● Your goal
Below are the records; copy exactly the stretch from the line containing "filename src/channel/command.rs" through the line containing "#[derive(Debug, Clone, PartialEq, Eq, Serialize, Deserialize)]", both ends included, and nothing else.

● Task material
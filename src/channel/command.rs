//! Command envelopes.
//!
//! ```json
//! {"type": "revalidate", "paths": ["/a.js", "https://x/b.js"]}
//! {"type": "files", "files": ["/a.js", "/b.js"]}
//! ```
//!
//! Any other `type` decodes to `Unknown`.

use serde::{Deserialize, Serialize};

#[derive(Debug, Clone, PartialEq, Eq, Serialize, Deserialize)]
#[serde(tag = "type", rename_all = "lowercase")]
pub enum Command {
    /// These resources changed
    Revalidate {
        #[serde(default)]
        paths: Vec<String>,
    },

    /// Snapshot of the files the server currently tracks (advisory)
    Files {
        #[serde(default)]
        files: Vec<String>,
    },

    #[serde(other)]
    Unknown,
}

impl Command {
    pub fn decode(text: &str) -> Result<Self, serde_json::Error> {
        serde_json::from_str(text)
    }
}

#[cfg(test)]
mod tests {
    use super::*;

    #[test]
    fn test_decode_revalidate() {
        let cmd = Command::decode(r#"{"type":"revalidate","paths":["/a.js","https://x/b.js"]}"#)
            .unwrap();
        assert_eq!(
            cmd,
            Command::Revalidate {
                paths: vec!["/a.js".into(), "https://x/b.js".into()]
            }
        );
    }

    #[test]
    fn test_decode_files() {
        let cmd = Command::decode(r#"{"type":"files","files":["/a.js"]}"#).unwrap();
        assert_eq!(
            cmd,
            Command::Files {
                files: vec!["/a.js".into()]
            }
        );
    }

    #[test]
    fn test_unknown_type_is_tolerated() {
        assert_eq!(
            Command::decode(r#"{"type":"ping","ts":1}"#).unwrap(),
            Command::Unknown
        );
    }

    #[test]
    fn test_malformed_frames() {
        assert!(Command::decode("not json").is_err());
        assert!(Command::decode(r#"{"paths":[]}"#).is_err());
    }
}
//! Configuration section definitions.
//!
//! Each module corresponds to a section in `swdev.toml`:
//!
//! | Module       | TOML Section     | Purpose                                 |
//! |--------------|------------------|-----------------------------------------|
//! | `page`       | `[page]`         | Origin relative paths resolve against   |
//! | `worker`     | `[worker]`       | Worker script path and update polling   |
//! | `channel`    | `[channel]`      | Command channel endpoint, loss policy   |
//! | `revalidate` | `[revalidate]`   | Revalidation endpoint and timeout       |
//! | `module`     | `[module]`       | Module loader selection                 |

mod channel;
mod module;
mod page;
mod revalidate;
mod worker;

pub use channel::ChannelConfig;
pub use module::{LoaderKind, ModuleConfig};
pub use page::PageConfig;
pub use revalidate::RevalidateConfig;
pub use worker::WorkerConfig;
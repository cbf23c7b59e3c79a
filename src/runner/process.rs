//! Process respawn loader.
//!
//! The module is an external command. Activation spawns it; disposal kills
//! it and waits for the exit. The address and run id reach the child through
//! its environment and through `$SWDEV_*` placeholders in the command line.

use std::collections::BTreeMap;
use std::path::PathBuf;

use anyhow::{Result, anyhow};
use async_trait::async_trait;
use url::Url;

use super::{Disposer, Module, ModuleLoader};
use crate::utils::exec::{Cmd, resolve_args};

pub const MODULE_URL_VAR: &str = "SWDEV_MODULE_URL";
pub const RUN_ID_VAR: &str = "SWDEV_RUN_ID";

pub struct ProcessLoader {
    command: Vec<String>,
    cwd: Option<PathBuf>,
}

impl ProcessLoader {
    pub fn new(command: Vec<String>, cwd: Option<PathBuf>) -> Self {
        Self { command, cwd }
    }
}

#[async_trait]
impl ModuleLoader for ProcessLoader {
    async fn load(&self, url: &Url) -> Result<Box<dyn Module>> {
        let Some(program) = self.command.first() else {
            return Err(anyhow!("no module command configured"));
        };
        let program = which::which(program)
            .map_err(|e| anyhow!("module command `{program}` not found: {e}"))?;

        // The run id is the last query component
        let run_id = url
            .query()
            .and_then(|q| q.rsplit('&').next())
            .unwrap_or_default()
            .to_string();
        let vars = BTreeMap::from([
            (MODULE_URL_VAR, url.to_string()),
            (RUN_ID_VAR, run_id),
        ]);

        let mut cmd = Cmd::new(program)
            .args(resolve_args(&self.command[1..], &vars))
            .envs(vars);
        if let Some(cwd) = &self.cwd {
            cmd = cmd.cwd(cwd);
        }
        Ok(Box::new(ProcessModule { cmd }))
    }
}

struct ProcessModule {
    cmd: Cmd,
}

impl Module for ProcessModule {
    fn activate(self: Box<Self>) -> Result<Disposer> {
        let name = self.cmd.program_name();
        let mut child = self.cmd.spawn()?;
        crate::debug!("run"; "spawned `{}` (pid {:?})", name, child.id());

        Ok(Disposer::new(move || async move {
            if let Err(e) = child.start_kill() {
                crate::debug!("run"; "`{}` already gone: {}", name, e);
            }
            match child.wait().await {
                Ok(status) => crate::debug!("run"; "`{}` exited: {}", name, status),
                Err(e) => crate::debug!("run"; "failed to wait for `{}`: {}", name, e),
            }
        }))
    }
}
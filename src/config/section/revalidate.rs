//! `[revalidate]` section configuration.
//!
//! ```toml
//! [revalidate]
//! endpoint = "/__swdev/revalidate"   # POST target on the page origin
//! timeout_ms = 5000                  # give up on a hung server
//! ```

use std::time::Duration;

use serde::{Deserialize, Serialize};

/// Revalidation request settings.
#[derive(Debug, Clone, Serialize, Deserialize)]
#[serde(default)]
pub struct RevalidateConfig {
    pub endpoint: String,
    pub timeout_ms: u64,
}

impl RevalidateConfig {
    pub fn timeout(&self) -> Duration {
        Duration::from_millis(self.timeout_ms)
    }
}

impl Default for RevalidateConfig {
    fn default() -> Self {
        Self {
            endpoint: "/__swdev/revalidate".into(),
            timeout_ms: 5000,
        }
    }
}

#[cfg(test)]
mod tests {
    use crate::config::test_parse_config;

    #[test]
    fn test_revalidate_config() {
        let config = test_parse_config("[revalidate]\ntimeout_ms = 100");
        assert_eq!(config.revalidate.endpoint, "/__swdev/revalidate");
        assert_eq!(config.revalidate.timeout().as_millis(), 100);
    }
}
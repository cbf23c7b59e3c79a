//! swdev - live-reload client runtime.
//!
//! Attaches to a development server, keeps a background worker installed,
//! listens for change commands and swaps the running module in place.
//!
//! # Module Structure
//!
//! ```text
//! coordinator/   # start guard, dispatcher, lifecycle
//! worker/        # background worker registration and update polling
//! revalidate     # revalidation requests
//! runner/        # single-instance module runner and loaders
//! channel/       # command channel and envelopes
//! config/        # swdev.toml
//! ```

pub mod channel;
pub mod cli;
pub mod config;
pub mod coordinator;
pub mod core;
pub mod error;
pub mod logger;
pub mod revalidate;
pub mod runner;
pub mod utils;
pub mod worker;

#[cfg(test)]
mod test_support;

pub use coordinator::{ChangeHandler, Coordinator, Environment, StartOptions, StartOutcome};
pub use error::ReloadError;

* * *

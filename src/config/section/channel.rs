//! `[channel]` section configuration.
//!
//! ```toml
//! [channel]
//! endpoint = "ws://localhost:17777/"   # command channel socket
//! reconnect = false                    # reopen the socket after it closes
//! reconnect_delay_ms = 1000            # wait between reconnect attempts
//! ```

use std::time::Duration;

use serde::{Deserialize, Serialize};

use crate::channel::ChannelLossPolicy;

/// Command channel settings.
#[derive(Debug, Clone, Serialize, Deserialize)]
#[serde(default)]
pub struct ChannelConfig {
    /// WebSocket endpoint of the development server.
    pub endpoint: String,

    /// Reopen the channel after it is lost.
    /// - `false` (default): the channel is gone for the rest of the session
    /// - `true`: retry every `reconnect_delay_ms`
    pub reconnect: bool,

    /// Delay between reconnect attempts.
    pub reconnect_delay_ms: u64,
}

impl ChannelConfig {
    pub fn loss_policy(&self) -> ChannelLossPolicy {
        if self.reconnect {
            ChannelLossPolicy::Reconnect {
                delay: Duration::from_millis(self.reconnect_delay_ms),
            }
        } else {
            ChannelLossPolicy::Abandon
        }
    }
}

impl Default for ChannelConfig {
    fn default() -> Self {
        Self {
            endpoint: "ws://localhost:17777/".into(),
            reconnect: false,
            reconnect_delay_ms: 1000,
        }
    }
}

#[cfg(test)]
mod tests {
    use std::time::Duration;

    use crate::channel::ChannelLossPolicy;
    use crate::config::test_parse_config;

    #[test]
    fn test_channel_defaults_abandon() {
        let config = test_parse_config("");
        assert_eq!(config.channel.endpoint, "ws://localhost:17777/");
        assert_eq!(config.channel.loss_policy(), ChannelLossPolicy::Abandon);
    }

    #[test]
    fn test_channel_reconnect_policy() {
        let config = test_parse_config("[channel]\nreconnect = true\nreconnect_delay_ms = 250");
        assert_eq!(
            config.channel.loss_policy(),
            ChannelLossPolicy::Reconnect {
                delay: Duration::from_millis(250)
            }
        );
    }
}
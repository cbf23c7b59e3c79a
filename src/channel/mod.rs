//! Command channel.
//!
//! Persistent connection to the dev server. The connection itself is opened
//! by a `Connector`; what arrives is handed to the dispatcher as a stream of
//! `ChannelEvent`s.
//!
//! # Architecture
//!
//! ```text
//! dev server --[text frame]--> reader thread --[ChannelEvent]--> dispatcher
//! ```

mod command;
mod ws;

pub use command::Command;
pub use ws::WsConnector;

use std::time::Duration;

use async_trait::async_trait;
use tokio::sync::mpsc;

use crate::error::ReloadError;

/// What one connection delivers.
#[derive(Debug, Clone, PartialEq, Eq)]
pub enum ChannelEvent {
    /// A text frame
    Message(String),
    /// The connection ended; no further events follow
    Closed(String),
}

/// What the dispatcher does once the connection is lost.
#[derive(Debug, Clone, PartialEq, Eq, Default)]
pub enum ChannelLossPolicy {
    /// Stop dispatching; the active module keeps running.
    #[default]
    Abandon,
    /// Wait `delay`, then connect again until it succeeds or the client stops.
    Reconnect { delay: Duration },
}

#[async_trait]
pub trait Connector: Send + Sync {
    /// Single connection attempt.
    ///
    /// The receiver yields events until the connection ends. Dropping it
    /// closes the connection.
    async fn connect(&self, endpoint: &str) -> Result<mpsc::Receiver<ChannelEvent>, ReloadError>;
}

● Completed task
filename src/channel/command.rs
//! Command envelopes.
//!
//! ```json
//! {"type": "revalidate", "paths": ["/a.js", "https://x/b.js"]}
//! {"type": "files", "files": ["/a.js", "/b.js"]}
//! ```
//!
//! Any other `type` decodes to `Unknown`.

use serde::{Deserialize, Serialize};

#[derive(Debug, Clone, PartialEq, Eq, Serialize, Deserialize)]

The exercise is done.